### WHAT IS EXPECTED
Only the stretch of the listing below that runs from the line with "(per-address portfolio endpoint)." through the line with "can advance it." is to be printed, exactly and with both ends.

BEGIN

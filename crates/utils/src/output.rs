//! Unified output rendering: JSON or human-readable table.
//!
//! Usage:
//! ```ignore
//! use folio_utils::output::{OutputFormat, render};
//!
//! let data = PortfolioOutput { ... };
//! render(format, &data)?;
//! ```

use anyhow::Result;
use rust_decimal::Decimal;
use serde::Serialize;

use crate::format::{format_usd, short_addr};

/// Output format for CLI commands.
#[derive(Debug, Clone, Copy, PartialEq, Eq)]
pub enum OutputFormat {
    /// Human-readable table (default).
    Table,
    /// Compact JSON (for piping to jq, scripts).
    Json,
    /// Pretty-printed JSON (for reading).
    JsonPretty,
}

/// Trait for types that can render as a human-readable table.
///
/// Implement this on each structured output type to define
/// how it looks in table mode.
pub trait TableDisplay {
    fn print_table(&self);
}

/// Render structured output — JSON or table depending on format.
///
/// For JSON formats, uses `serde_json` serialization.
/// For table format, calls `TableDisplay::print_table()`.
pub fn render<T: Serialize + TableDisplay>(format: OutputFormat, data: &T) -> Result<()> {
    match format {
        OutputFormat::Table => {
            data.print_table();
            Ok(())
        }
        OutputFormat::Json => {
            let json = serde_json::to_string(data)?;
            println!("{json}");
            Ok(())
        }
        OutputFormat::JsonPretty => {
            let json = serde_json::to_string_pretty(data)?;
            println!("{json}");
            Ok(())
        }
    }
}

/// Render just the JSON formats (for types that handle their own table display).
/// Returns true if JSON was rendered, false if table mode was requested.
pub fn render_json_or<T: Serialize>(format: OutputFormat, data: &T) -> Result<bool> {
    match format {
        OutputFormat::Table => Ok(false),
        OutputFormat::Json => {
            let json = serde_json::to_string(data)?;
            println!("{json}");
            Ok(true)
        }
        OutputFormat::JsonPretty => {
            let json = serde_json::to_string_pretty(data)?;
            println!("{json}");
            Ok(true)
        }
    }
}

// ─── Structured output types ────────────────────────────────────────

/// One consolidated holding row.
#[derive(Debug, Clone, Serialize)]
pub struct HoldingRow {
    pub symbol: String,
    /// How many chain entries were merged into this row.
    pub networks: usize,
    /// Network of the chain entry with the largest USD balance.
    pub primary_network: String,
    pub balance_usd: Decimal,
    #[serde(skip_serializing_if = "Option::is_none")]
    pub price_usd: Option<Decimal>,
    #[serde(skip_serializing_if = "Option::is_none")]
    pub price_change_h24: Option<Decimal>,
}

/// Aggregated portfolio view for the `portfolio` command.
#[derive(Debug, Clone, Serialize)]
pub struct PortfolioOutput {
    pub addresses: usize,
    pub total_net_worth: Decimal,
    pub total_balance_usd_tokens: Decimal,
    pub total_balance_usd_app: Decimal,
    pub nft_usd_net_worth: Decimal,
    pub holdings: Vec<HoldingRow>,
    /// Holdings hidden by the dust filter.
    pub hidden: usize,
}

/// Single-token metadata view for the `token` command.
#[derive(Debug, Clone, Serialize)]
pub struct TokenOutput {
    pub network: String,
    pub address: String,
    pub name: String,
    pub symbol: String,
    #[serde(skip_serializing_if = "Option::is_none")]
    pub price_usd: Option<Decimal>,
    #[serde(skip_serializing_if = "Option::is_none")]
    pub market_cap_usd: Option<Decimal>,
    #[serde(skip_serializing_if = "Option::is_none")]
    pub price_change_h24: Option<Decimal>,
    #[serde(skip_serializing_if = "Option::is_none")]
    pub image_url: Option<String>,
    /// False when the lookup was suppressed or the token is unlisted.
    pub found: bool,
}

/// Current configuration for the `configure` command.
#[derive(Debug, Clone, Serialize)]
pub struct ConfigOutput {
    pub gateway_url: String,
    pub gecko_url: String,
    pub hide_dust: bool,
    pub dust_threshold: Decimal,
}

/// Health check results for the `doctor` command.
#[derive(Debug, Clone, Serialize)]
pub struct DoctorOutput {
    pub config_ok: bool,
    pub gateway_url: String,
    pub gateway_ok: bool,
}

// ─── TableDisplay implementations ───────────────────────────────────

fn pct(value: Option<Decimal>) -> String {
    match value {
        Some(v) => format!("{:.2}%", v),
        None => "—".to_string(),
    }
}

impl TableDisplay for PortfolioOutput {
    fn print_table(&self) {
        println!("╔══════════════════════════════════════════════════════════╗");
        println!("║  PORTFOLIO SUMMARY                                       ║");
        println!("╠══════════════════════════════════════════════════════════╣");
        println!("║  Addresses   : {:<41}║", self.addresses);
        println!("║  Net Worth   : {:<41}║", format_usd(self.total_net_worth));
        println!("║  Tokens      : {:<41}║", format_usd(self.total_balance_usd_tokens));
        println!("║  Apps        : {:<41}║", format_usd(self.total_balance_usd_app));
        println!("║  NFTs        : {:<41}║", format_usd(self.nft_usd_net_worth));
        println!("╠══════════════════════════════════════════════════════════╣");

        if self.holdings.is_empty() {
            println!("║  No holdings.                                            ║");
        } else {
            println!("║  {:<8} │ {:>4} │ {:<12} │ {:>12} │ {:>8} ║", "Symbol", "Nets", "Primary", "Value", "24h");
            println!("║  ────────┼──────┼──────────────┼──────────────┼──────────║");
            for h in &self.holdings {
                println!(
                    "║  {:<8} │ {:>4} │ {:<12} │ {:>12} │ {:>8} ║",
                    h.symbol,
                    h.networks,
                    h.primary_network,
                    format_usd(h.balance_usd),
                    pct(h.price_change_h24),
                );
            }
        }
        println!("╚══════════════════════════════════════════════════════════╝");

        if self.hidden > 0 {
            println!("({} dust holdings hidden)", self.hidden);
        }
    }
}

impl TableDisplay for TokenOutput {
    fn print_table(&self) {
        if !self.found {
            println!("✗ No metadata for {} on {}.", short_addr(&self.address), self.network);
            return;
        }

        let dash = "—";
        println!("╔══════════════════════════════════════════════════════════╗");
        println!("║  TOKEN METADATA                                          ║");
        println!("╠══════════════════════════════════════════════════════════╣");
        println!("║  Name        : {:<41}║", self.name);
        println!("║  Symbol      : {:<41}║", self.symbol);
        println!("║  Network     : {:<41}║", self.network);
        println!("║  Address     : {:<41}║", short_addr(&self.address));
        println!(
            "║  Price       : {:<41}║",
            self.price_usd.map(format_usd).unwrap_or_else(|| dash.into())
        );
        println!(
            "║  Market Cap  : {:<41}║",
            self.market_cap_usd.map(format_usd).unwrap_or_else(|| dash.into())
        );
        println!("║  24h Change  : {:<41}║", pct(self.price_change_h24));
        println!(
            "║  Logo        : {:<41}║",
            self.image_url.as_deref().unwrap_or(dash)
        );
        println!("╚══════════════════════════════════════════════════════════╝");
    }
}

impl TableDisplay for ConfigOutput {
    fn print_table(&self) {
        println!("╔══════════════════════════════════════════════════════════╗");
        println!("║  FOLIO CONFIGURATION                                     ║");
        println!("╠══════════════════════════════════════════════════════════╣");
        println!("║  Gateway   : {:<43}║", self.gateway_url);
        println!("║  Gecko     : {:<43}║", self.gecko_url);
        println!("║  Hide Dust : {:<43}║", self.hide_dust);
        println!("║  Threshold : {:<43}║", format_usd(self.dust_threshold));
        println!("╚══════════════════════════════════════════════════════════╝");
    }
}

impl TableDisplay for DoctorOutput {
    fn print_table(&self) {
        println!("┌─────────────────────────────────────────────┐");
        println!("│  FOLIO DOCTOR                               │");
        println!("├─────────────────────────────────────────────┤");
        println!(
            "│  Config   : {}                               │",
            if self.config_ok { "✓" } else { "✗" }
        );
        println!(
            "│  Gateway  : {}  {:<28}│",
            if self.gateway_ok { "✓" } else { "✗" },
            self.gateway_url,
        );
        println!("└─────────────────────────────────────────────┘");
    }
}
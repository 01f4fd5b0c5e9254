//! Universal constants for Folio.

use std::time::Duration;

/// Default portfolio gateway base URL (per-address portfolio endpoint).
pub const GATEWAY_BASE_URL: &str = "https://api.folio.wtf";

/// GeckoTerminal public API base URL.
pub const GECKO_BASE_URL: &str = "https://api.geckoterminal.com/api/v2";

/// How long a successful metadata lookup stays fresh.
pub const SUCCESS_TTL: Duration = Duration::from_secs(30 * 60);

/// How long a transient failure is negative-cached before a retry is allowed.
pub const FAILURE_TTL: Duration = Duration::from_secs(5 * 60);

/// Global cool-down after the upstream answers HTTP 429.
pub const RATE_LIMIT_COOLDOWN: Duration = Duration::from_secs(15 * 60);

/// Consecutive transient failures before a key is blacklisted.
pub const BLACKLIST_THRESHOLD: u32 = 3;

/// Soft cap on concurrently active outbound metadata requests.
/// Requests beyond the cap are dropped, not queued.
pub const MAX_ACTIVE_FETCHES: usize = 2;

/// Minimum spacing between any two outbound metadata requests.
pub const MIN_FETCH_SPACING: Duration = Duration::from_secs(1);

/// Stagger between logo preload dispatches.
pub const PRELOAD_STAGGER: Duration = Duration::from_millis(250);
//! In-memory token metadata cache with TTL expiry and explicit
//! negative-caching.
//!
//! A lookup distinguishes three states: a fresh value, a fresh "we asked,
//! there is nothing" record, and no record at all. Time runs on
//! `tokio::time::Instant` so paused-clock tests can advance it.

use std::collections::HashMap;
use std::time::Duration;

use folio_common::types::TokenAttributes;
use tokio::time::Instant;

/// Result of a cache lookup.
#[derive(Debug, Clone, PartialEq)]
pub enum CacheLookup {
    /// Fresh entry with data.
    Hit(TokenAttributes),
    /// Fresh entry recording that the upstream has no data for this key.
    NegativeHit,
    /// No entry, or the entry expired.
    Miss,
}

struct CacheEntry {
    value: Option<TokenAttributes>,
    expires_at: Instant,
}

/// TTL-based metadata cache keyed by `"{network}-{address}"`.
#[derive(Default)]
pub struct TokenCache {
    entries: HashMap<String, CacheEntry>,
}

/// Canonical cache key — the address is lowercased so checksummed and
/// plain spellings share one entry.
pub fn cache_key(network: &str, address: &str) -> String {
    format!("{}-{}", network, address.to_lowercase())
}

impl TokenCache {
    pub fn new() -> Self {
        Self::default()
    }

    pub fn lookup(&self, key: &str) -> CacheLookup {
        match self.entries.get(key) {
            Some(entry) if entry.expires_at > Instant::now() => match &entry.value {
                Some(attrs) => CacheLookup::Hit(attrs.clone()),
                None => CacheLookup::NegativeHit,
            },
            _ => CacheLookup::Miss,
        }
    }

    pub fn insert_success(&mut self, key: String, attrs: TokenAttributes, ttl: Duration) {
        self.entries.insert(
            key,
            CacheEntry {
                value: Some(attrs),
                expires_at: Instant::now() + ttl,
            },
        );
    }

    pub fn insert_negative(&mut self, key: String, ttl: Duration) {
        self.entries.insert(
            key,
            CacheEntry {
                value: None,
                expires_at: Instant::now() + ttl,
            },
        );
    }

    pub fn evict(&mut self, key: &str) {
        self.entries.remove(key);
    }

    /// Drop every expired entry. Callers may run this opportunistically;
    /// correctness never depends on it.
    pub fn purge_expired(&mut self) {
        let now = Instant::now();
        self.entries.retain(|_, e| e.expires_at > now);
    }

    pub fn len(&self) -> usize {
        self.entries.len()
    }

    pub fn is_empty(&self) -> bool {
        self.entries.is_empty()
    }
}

END

### THE ANSWER
/// Default portfolio gateway base URL (per-address portfolio endpoint).
pub const GATEWAY_BASE_URL: &str = "https://api.folio.wtf";

/// GeckoTerminal public API base URL.
pub const GECKO_BASE_URL: &str = "https://api.geckoterminal.com/api/v2";

/// How long a successful metadata lookup stays fresh.
pub const SUCCESS_TTL: Duration = Duration::from_secs(30 * 60);

/// How long a transient failure is negative-cached before a retry is allowed.
pub const FAILURE_TTL: Duration = Duration::from_secs(5 * 60);

/// Global cool-down after the upstream answers HTTP 429.
pub const RATE_LIMIT_COOLDOWN: Duration = Duration::from_secs(15 * 60);

/// Consecutive transient failures before a key is blacklisted.
pub const BLACKLIST_THRESHOLD: u32 = 3;

/// Soft cap on concurrently active outbound metadata requests.
/// Requests beyond the cap are dropped, not queued.
pub const MAX_ACTIVE_FETCHES: usize = 2;

/// Minimum spacing between any two outbound metadata requests.
pub const MIN_FETCH_SPACING: Duration = Duration::from_secs(1);

/// Stagger between logo preload dispatches.
pub const PRELOAD_STAGGER: Duration = Duration::from_millis(250);
//! In-memory token metadata cache with TTL expiry and explicit
//! negative-caching.
//!
//! A lookup distinguishes three states: a fresh value, a fresh "we asked,
//! there is nothing" record, and no record at all. Time runs on
//! `tokio::time::Instant` so paused-clock tests can advance it.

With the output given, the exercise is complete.